◆ What is expected ◆
Filter the records down to the lines that hold the word "Option", and copy each of those lines.

--------------------------------

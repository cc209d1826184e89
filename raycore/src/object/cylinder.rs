use crate::{
    math::{poly, Ray, Vector3},
    scene::EPSILON,
};

use super::{Hit, Intersect};

/// A capped cylinder around the object-space Y axis, spanning `bottom..=top`.
#[derive(Debug, Clone)]
pub struct Cylinder {
    pub radius: f64,
    pub bottom: f64,
    pub top: f64,
}

impl Cylinder {
    pub fn new(radius: f64, bottom: f64, top: f64) -> Self {
        Self {
            radius,
            bottom: bottom.min(top),
            top: top.max(bottom),
        }
    }

    fn lateral(&self, ray: &Ray, max_t: f64) -> Option<(f64, Vector3)> {
        let (o, d) = (ray.origin, ray.direction);
        let mut roots = poly::solve_quadratic([
            o.x * o.x + o.z * o.z - self.radius * self.radius,
            2. * (o.x * d.x + o.z * d.z),
            d.x * d.x + d.z * d.z,
        ]);
        roots.sort_by(|a, b| a.total_cmp(b));

        roots.into_iter().find_map(|t| {
            let p = ray.along(t);
            (t > EPSILON && t < max_t && p.y >= self.bottom && p.y <= self.top)
                .then(|| (t, Vector3::new(p.x / self.radius, 0., p.z / self.radius)))
        })
    }

    fn caps(&self, ray: &Ray, max_t: f64) -> Option<(f64, Vector3)> {
        if ray.direction.y.abs() <= EPSILON {
            return None;
        }

        [(self.bottom, -Vector3::up()), (self.top, Vector3::up())]
            .into_iter()
            .filter_map(|(y, normal)| {
                let t = (y - ray.origin.y) / ray.direction.y;
                let p = ray.along(t);
                (t > EPSILON && t < max_t && p.x * p.x + p.z * p.z <= self.radius * self.radius)
                    .then(|| (t, normal))
            })
            .min_by(|a, b| a.0.total_cmp(&b.0))
    }
}

impl Intersect for Cylinder {
    fn intersect(&self, ray: &Ray, max_t: f64) -> Option<Hit> {
        let (t, normal) = match (self.lateral(ray, max_t), self.caps(ray, max_t)) {
            (Some(a), Some(b)) => {
                if a.0 <= b.0 {
                    a
                } else {
                    b
                }
            }
            (a, b) => a.or(b)?,
        };

        let inside = normal.dot(ray.direction) > 0.;
        Some(Hit::new(t, if inside { -normal } else { normal }, inside))
    }
}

--------------------------------

◆ Result ◆
    fn lateral(&self, ray: &Ray, max_t: f64) -> Option<(f64, Vector3)> {
    fn caps(&self, ray: &Ray, max_t: f64) -> Option<(f64, Vector3)> {
    fn intersect(&self, ray: &Ray, max_t: f64) -> Option<Hit> {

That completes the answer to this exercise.